This perhaps isn’t unlike a similar question. If your child is marrying outside the church, perhaps in a civil ceremony, should you participate in the wedding? Give the bride away or whatever.
Or for some reason are these times when it is better to avoid any disapproval over a bad decision on your child’s part? Feel free to try to convince me otherwise; I would be interested in hearing what there is to say.
In my opinion, maintaining a bond with my child is more important than his correct choice of religion at some temporal point in his life. I may not “approve” of a decision my child would make, but if the child is of age then I would go to his wedding. For that matter, I go to other people’s weddings who are not Catholic.

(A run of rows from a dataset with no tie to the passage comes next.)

//! Health Monitor (spec §4.6): classifies adapter errors, keeps a bounded
//! per-provider history, and decides when enough of the same error
//! justifies firing a heal cycle. Grounded on
//! `original_source/aratta/resilience/health.py`.

use std::collections::{HashMap, HashSet, VecDeque};
use std::sync::Mutex;
use std::time::{Duration, Instant};

use sha2::{Digest, Sha256};

use crate::core::providers::ProviderError;

const MAX_HISTORY_PER_PROVIDER: usize = 100;

#[derive(Debug, Clone, Copy, PartialEq, Eq)]
pub enum ErrorKind {
    Healable,
    Transient,
    Unknown,
}

/// Classifies by substring match against the error **message** (spec
/// §4.6 step 2, `health.py:34-48`), not against a fixed `ProviderError`
/// variant token — the same variant (e.g. `InvalidRequest`) can carry a
/// transient or a healable upstream complaint depending on its text.
fn classify(message: &str) -> ErrorKind {
    const HEALABLE: &[&str] = &[
        "schema-mismatch",
        "unknown-field",
        "deprecated-field",
        "streaming-format",
        "tool-schema",
    ];
    const TRANSIENT: &[&str] =
        &["rate-limit", "rate_limit", "rate limited", "connection-error", "transport", "timeout"];
    if HEALABLE.iter().any(|needle| message.contains(needle)) {
        ErrorKind::Healable
    } else if TRANSIENT.iter().any(|needle| message.contains(needle)) {
        ErrorKind::Transient
    } else {
        ErrorKind::Unknown
    }
}

/// One recorded failure, with a stable signature so repeats of "the same"
/// error can be counted even when the upstream message embeds a changing
/// detail (a request id, a byte offset).
#[derive(Debug, Clone)]
pub struct AdapterError {
    pub provider: String,
    pub kind: ErrorKind,
    pub message: String,
    pub at: Instant,
}

impl AdapterError {
    /// First 16 hex chars of `sha256("{provider}:{kind}:{normalized_message}")`,
    /// where every run of digits in the message is collapsed to `N` so
    /// "retry after 42s" and "retry after 57s" hash identically.
    pub fn signature(&self) -> String {
        let normalized = normalize_digits(&self.message);
        let input = format!("{}:{:?}:{}", self.provider, self.kind, normalized);
        let digest = Sha256::digest(input.as_bytes());
        hex::encode(digest)[..16].to_string()
    }
}

fn normalize_digits(message: &str) -> String {
    let mut out = String::with_capacity(message.len());
    let mut in_digits = false;
    for c in message.chars() {
        if c.is_ascii_digit() {
            if !in_digits {
                out.push('N');
                in_digits = true;
            }
        } else {
            in_digits = false;
            out.push(c);
        }
    }
    out
}

struct ProviderHealth {
    history: VecDeque<AdapterError>,
    consecutive_failures: u32,
    last_healed_at: Option<Instant>,
}

impl ProviderHealth {
    fn new() -> Self {
        ProviderHealth { history: VecDeque::new(), consecutive_failures: 0, last_healed_at: None }
    }
}

pub struct HealthMonitor {
    window: Duration,
    error_threshold: u32,
    heal_cooldown: Duration,
    providers: Mutex<HashMap<String, ProviderHealth>>,
    healing_in_progress: Mutex<HashSet<String>>,
    healing_paused: Mutex<HashSet<String>>,
}

impl HealthMonitor {
    pub fn new(window: Duration, error_threshold: u32, heal_cooldown: Duration) -> Self {
        HealthMonitor {
            window,
            error_threshold,
            heal_cooldown,
            providers: Mutex::new(HashMap::new()),
            healing_in_progress: Mutex::new(HashSet::new()),
            healing_paused: Mutex::new(HashSet::new()),
        }
    }

    /// Records a failure. Always increments the provider's consecutive-
    /// failure counter and appends to its bounded history. Returns the
    /// last five errors (most recent first) exactly when this call is the
    /// one that should trigger a heal cycle — the healing-in-progress set
    /// is updated and the cooldown clock stamped atomically with that
    /// decision so two racing callers can't both fire one (spec §4.6
    /// steps 4-5).
    pub fn record_error(&self, provider: &str, error: &ProviderError) -> Option<Vec<AdapterError>> {
        let message = error.to_string();
        let kind = classify(&message);
        let adapter_error = AdapterError { provider: provider.to_string(), kind, message, at: Instant::now() };

        let mut providers = self.providers.lock().unwrap();
        let health = providers.entry(provider.to_string()).or_insert_with(ProviderHealth::new);
        health.consecutive_failures += 1;
        health.history.push_back(adapter_error);
        while health.history.len() > MAX_HISTORY_PER_PROVIDER {
            health.history.pop_front();
        }

        if kind == ErrorKind::Transient {
            return None;
        }
        if self.healing_paused.lock().unwrap().contains(provider) {
            return None;
        }
        let mut healing = self.healing_in_progress.lock().unwrap();
        if healing.contains(provider) {
            return None;
        }
        if let Some(last) = health.last_healed_at {
            if last.elapsed() < self.heal_cooldown {
                return None;
            }
        }
        let cutoff = Instant::now() - self.window;
        let count = health.history.iter().filter(|e| e.at >= cutoff).count();
        if (count as u32) < self.error_threshold {
            return None;
        }

        healing.insert(provider.to_string());
        health.last_healed_at = Some(Instant::now());
        Some(health.history.iter().rev().take(5).cloned().collect())
    }

    /// Resets the consecutive-failure counter on a success. History is
    /// left intact (spec §4.6: "does not clear history").
    pub fn record_success(&self, provider: &str) {
        let mut providers = self.providers.lock().unwrap();
        let health = providers.entry(provider.to_string()).or_insert_with(ProviderHealth::new);
        health.consecutive_failures = 0;
    }

    /// Ends a heal cycle. On success, clears the provider's history and
    /// consecutive-failure counter (spec §4.6 `handle_heal_complete`); on
    /// failure, only the in-progress marker is cleared so the cooldown and
    /// history keep accumulating toward another attempt.
    pub fn handle_heal_complete(&self, provider: &str, success: bool) {
        self.healing_in_progress.lock().unwrap().remove(provider);
        if success {
            if let Some(health) = self.providers.lock().unwrap().get_mut(provider) {
                health.history.clear();
                health.consecutive_failures = 0;
            }
        }
    }

    pub fn pause(&self, provider: &str) {
        self.healing_paused.lock().unwrap().insert(provider.to_string());
    }

    pub fn resume(&self, provider: &str) {
        self.healing_paused.lock().unwrap().remove(provider);
    }

    pub fn is_paused(&self, provider: &str) -> bool {
        self.healing_paused.lock().unwrap().contains(provider)
    }

    pub fn is_healing(&self, provider: &str) -> bool {
        self.healing_in_progress.lock().unwrap().contains(provider)
    }

    pub fn consecutive_failures(&self, provider: &str) -> u32 {
        self.providers.lock().unwrap().get(provider).map(|h| h.consecutive_failures).unwrap_or(0)
    }

    pub fn recent_errors(&self, provider: &str) -> Vec<AdapterError> {
        self.providers
            .lock()
            .unwrap()
            .get(provider)
            .map(|h| h.history.iter().cloned().collect())
            .unwrap_or_default()
    }
}

#[cfg(test)]
mod tests {
    use super::*;

    fn err(provider: &str) -> ProviderError {
        ProviderError::InvalidRequest {
            provider: provider.to_string(),
            message: "schema-mismatch: unknown field 'foo' at offset 42".to_string(),
        }
    }

    #[test]
    fn signature_is_stable_across_changing_digits() {
        let a = AdapterError {
            provider: "p".to_string(),
            kind: ErrorKind::Healable,
            message: "schema-mismatch at offset 42".to_string(),
            at: Instant::now(),
        };
        let b = AdapterError { message: "schema-mismatch at offset 57".to_string(), ..a.clone() };
        assert_eq!(a.signature(), b.signature());
    }

    #[test]
    fn fires_heal_after_threshold_within_window() {
        let monitor = HealthMonitor::new(Duration::from_secs(300), 3, Duration::from_secs(600));
        assert!(monitor.record_error("p", &err("p")).is_none());
        assert!(monitor.record_error("p", &err("p")).is_none());
        let fired = monitor.record_error("p", &err("p"));
        assert!(fired.is_some());
        assert!(fired.unwrap().len() <= 5);
    }

    #[test]
    fn a_fired_heal_does_not_fire_again_while_in_progress() {
        let monitor = HealthMonitor::new(Duration::from_secs(300), 2, Duration::from_secs(600));
        assert!(monitor.record_error("p", &err("p")).is_none());
        assert!(monitor.record_error("p", &err("p")).is_some());
        // A third error arrives before handle_heal_complete: must not fire again.
        assert!(monitor.record_error("p", &err("p")).is_none());
    }

    #[test]
    fn cooldown_suppresses_repeat_heal_after_one_completes() {
        let monitor = HealthMonitor::new(Duration::from_secs(300), 1, Duration::from_secs(600));
        assert!(monitor.record_error("p", &err("p")).is_some());
        monitor.handle_heal_complete("p", true);
        assert!(monitor.record_error("p", &err("p")).is_none());
    }

    #[test]
    fn successful_heal_clears_history_and_counters() {
        let monitor = HealthMonitor::new(Duration::from_secs(300), 1, Duration::from_secs(0));
        monitor.record_error("p", &err("p"));
        monitor.handle_heal_complete("p", true);
        assert!(monitor.recent_errors("p").is_empty());
        assert_eq!(monitor.consecutive_failures("p"), 0);
    }

    #[test]
    fn paused_provider_never_fires_heal() {
        let monitor = HealthMonitor::new(Duration::from_secs(300), 1, Duration::from_secs(600));
        monitor.pause("p");
        assert!(monitor.record_error("p", &err("p")).is_none());
    }

    #[test]
    fn transient_errors_are_never_healable() {
        let monitor = HealthMonitor::new(Duration::from_secs(300), 1, Duration::from_secs(600));
        let error = ProviderError::RateLimit { provider: "p".to_string(), message: "slow down".to_string(), retry_after_secs: None };
        assert!(monitor.record_error("p", &error).is_none());
    }

    #[test]
    fn every_failure_increments_the_consecutive_counter() {
        let monitor = HealthMonitor::new(Duration::from_secs(300), 10, Duration::from_secs(600));
        let transient = ProviderError::RateLimit { provider: "p".to_string(), message: "slow down".to_string(), retry_after_secs: None };
        monitor.record_error("p", &transient);
        monitor.record_error("p", &transient);
        assert_eq!(monitor.consecutive_failures("p"), 2);
        monitor.record_success("p");
        assert_eq!(monitor.consecutive_failures("p"), 0);
    }
}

I believe that one way or another, a civil wedding can be just as serious a bond as a religious one. Evidently the Church thinks so, or such weddings would never have to go to annulment proceedings.

When I worked as a tax preparer, I could actually “marry” a couple who were eligible to be married, by filing a joint federal tax return for them – thus in the eyes of the federal government they are now married. Also I got to deal with many very odd family circumstances under which the question of marriage took up to fifteen minutes to resolve. It is a shame what has happened to marriage.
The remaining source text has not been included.